An official from Iraq's autonomous Kurdish government at the Fishkhabur crossing point said 30,000 displaced who had fled Mount Sinjar had come via Syria and crossed back into Iraq.
Lawmaker Vian Dakhil, who is from the Yazidi minority most of the Mount Sinjar displaced belong to, said 20,000 to 30,000 had managed to flee and were now in Iraqi Kurdistan.
Meanwhile: US jets attacked jihadists who have besieged civilians on an Iraqi mountain for a week, as Britain and France Sunday joined a desperate race to save them from starvation.
Two days after Washington deployed its airforce over Iraq, a coordinated Western aid effort was shaping up to avert what US President Barack Obama warned could be an impending genocide.
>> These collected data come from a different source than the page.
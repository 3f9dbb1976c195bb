//! Input prompt echoing every submitted line into a table above it.
//!
//! Enter submits the line, Tab shows how many tokens it has, Ctrl+C quits.

use std::cell::RefCell;
use std::rc::Rc;

use tabula::ratatui::layout::Rect;
use tabula::ratatui::style::{Color, Style};
use tabula::widgets::{
    row, ColumnWidth, InputPrompt, InputPromptStyle, Justify, Row, Table, TableConfig,
};
use tabula::{
    log_to_file, CrosstermKeys, Region, Screen, ScreenHandle, StyledText, TerminalSession,
};

fn main() -> Result<(), Box<dyn std::error::Error>> {
    env_logger::Builder::from_default_env()
        .target(env_logger::Target::Pipe(Box::new(log_to_file("tabula.log")?)))
        .init();

    let _session = TerminalSession::start()?;
    let screen = ScreenHandle::new(Screen::stdout()?);
    let area = screen.area();
    let body = area.height.saturating_sub(2);

    let config = TableConfig {
        header: Some(vec!["Line".into(), "Tokens".into()]),
        ..TableConfig::default()
    };
    let mut table = Table::new(
        &screen.window(Rect::new(0, 0, area.width, body)),
        &[ColumnWidth::Remainder, ColumnWidth::Fixed(8)],
        config,
    );
    table.set_column_format(1, Justify::Right)?;
    table.draw()?;

    let table = Rc::new(RefCell::new(table));
    let history: Rc<RefCell<Vec<Row>>> = Rc::default();
    let status = Rc::new(RefCell::new(screen.window(Rect::new(0, body, area.width, 1))));

    let on_enter = {
        let table = Rc::clone(&table);
        move |line: &str, tokens: &[&str]| {
            let mut history = history.borrow_mut();
            history.push(row![line, tokens.len()]);
            let mut table = table.borrow_mut();
            let skip = history.len().saturating_sub(usize::from(table.page_size()));
            table.update(history[skip..].iter().cloned());
            table.draw()
        }
    };
    let on_tab = {
        let status = Rc::clone(&status);
        move |_: &str, tokens: &[&str]| {
            let mut status = status.borrow_mut();
            status.clear();
            status.append_line(StyledText::styled(
                format!("{} tokens", tokens.len()),
                Style::default().fg(Color::DarkGray),
            ));
            status.draw()
        }
    };

    let style = InputPromptStyle {
        prefix: Style::default().fg(Color::Cyan),
        text: Style::default(),
    };
    let mut prompt = InputPrompt::new(
        screen.window(Rect::new(0, body + 1, area.width, 1)),
        screen.clone(),
        on_enter,
    )
    .with_style(style)
    .with_on_tab(on_tab);

    log::info!("prompt demo started");
    prompt.listen(&mut CrosstermKeys::new())?;
    Ok(())
}
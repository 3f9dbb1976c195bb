//! Table and prompt widgets for **tabula**.
//!
//! Widgets are generic over the collaborator traits of [`tabula_core`]
//! ([`Region`](tabula_core::Region), [`Terminal`](tabula_core::Terminal),
//! [`EventSource`](tabula_core::EventSource)), so they draw to a real
//! [`Screen`](tabula_core::Screen) or to the in-memory
//! [`testing`](tabula_core::testing) doubles alike.
//!
//! # Widgets
//!
//! | Module | Description |
//! |--------|-------------|
//! | [`table`] | Fixed-width column table with striping, highlight and a header |
//! | [`input_prompt`] | Blocking single-line prompt with enter/tab callbacks |
//!
//! # Building blocks
//!
//! | Module | Description |
//! |--------|-------------|
//! | [`layout`] | Resolving column widths and splitting a region into columns |
//! | [`cell`] | Justifying and padding a value to its column |

pub mod cell;
pub mod input_prompt;
pub mod layout;
pub mod table;

pub use cell::{format_cell, ColumnFormat, ColumnFormatPatch, Justify};
pub use input_prompt::{InputPrompt, InputPromptStyle, SubmitFn};
pub use layout::{resolve_widths, ColumnLayout, ColumnWidth};
pub use table::{Row, Table, TableConfig, TableError, TableStyle};
pub use tabula_core::StyledText;
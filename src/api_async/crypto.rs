/*!
Async facade over the five adapters.
*/

use crate::core::{
    crypto::{
        asymmetric::AsymmetricCipher,
        config::{CryptoConfig, HashAlgorithm},
        hash::DigestHasher,
        key_exchange::KeyExchange,
        keys::{CryptoKey, InitializationVector, KeyPair},
        signature::SignatureService,
        symmetric::{SymmetricCipher, SymmetricKeys},
    },
    error::{Error, Result},
};

/// Run a blocking operation on the blocking pool
async fn run_blocking<T, F>(operation: F) -> Result<T>
where
    T: Send + 'static,
    F: FnOnce() -> Result<T> + Send + 'static,
{
    tokio::task::spawn_blocking(operation)
        .await
        .map_err(|err| Error::Internal(format!("blocking task failed: {}", err)))?
}

/// Asynchronous access to every adapter.
///
/// Keys are shared handles, so the same key may be used by overlapping calls.
#[derive(Debug, Clone, Default)]
pub struct AsyncCrypto {
    symmetric: SymmetricCipher,
    asymmetric: AsymmetricCipher,
    hasher: DigestHasher,
    exchange: KeyExchange,
    signature: SignatureService,
}

impl AsyncCrypto {
    /// Create adapters with the default parameters
    pub fn new() -> Self {
        Self::default()
    }

    /// Create adapters from a configuration
    pub fn with_config(config: &CryptoConfig) -> Result<Self> {
        config.validate()?;
        Ok(Self {
            symmetric: SymmetricCipher::from_config(config)?,
            asymmetric: AsymmetricCipher::from_config(config)?,
            hasher: DigestHasher::from_config(config),
            exchange: KeyExchange::from_config(config)?,
            signature: SignatureService::from_config(config),
        })
    }

    /// Generate an AES key and its IV
    pub async fn generate_symmetric_keys(&self) -> Result<SymmetricKeys> {
        let cipher = self.symmetric.clone();
        run_blocking(move || cipher.generate_keys()).await
    }

    /// Encrypt text with AES-CBC
    pub async fn encrypt_symmetric(&self, key: &CryptoKey, iv: &InitializationVector, text: &str) -> Result<String> {
        let (cipher, key, iv, text) = (self.symmetric.clone(), key.clone(), *iv, text.to_string());
        run_blocking(move || cipher.encrypt(&key, &iv, &text)).await
    }

    /// Decrypt hex ciphertext with AES-CBC
    pub async fn decrypt_symmetric(&self, key: &CryptoKey, iv: &InitializationVector, hex_text: &str) -> Result<String> {
        let (cipher, key, iv, hex_text) = (self.symmetric.clone(), key.clone(), *iv, hex_text.to_string());
        run_blocking(move || cipher.decrypt(&key, &iv, &hex_text)).await
    }

    /// Generate an RSA-OAEP key pair
    pub async fn generate_asymmetric_keys(&self) -> Result<KeyPair> {
        let cipher = self.asymmetric.clone();
        run_blocking(move || cipher.generate_keys()).await
    }

    /// Encrypt text with an RSA public key
    pub async fn encrypt_asymmetric(&self, public_key: &CryptoKey, text: &str) -> Result<String> {
        let (cipher, key, text) = (self.asymmetric.clone(), public_key.clone(), text.to_string());
        run_blocking(move || cipher.encrypt(&key, &text)).await
    }

    /// Decrypt hex ciphertext with an RSA private key
    pub async fn decrypt_asymmetric(&self, private_key: &CryptoKey, hex_text: &str) -> Result<String> {
        let (cipher, key, hex_text) = (self.asymmetric.clone(), private_key.clone(), hex_text.to_string());
        run_blocking(move || cipher.decrypt(&key, &hex_text)).await
    }

    /// Hash text under the algorithm with the given name
    pub async fn hash(&self, algorithm_name: &str, text: &str) -> Result<String> {
        let algorithm: HashAlgorithm = algorithm_name.parse()?;
        let (hasher, text) = (self.hasher.clone(), text.to_string());
        run_blocking(move || hasher.digest(algorithm, &text)).await
    }

    /// Generate an ECDH key pair
    pub async fn generate_exchange_keys(&self) -> Result<KeyPair> {
        let exchange = self.exchange.clone();
        run_blocking(move || exchange.generate_keys()).await
    }

    /// Derive the hex shared secret
    pub async fn derive(&self, public_key: &CryptoKey, private_key: &CryptoKey) -> Result<String> {
        let (exchange, public, private) = (self.exchange.clone(), public_key.clone(), private_key.clone());
        run_blocking(move || exchange.derive(&public, &private)).await
    }

    /// Generate an ECDSA key pair
    pub async fn generate_signature_keys(&self) -> Result<KeyPair> {
        let service = self.signature.clone();
        run_blocking(move || service.generate_keys()).await
    }

    /// Sign text with a private key
    pub async fn sign(&self, private_key: &CryptoKey, text: &str) -> Result<String> {
        let (service, key, text) = (self.signature.clone(), private_key.clone(), text.to_string());
        run_blocking(move || service.sign(&key, &text)).await
    }

    /// Verify a hex signature with a public key
    pub async fn verify(&self, public_key: &CryptoKey, text: &str, hex_signature: &str) -> Result<bool> {
        let (service, key) = (self.signature.clone(), public_key.clone());
        let (text, hex_signature) = (text.to_string(), hex_signature.to_string());
        run_blocking(move || service.verify(&key, &text, &hex_signature)).await
    }
}

#[cfg(test)]
mod tests {
    use super::*;

    #[tokio::test]
    async fn test_symmetric_round_trip() {
        let crypto = AsyncCrypto::new();
        let keys = crypto.generate_symmetric_keys().await.unwrap();

        let encrypted = crypto.encrypt_symmetric(&keys.key, &keys.iv, "async").await.unwrap();
        let decrypted = crypto.decrypt_symmetric(&keys.key, &keys.iv, &encrypted).await.unwrap();
        assert_eq!(decrypted, "async");
    }

    #[tokio::test]
    async fn test_errors_pass_through() {
        let crypto = AsyncCrypto::new();
        assert!(matches!(
            crypto.hash("MD5", "abc").await,
            Err(Error::UnsupportedAlgorithm(_))
        ));
    }

    #[tokio::test]
    async fn test_overlapping_calls_share_a_key() {
        let crypto = AsyncCrypto::new();
        let pair = crypto.generate_signature_keys().await.unwrap();

        let (first, second) = tokio::join!(
            crypto.sign(pair.private(), "one"),
            crypto.sign(pair.private(), "two"),
        );
        assert!(crypto.verify(pair.public(), "one", &first.unwrap()).await.unwrap());
        assert!(crypto.verify(pair.public(), "two", &second.unwrap()).await.unwrap());
    }
}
An attack by extremist Islamic State (IS) militants on the Sinjar region a week ago sent thousands-many of them from the Yazidi minority-scurrying into a nearby mountain.
Most have since been stranded on Mount Sinjar in searing summer heat with little food and water. A Yazidi leader warned Saturday that they would not survive much longer.
US forces "successfully (conducted) four airstrikes to defend Yazidi civilians being indiscriminately attacked" near Sinjar, the US military said late Saturday.
Obama has said he was confident the US airforce could prevent IS fighters "from going up the mountain and slaughtering the people who are there" but added the next step of creating a safe passage was "logistically complicated".
US and Iraqi cargo planes have been air dropping food and water over Mount Sinjar, a barren 60-kilometre (35 miles) ridge that local legend holds as the final resting place of Noah's Ark.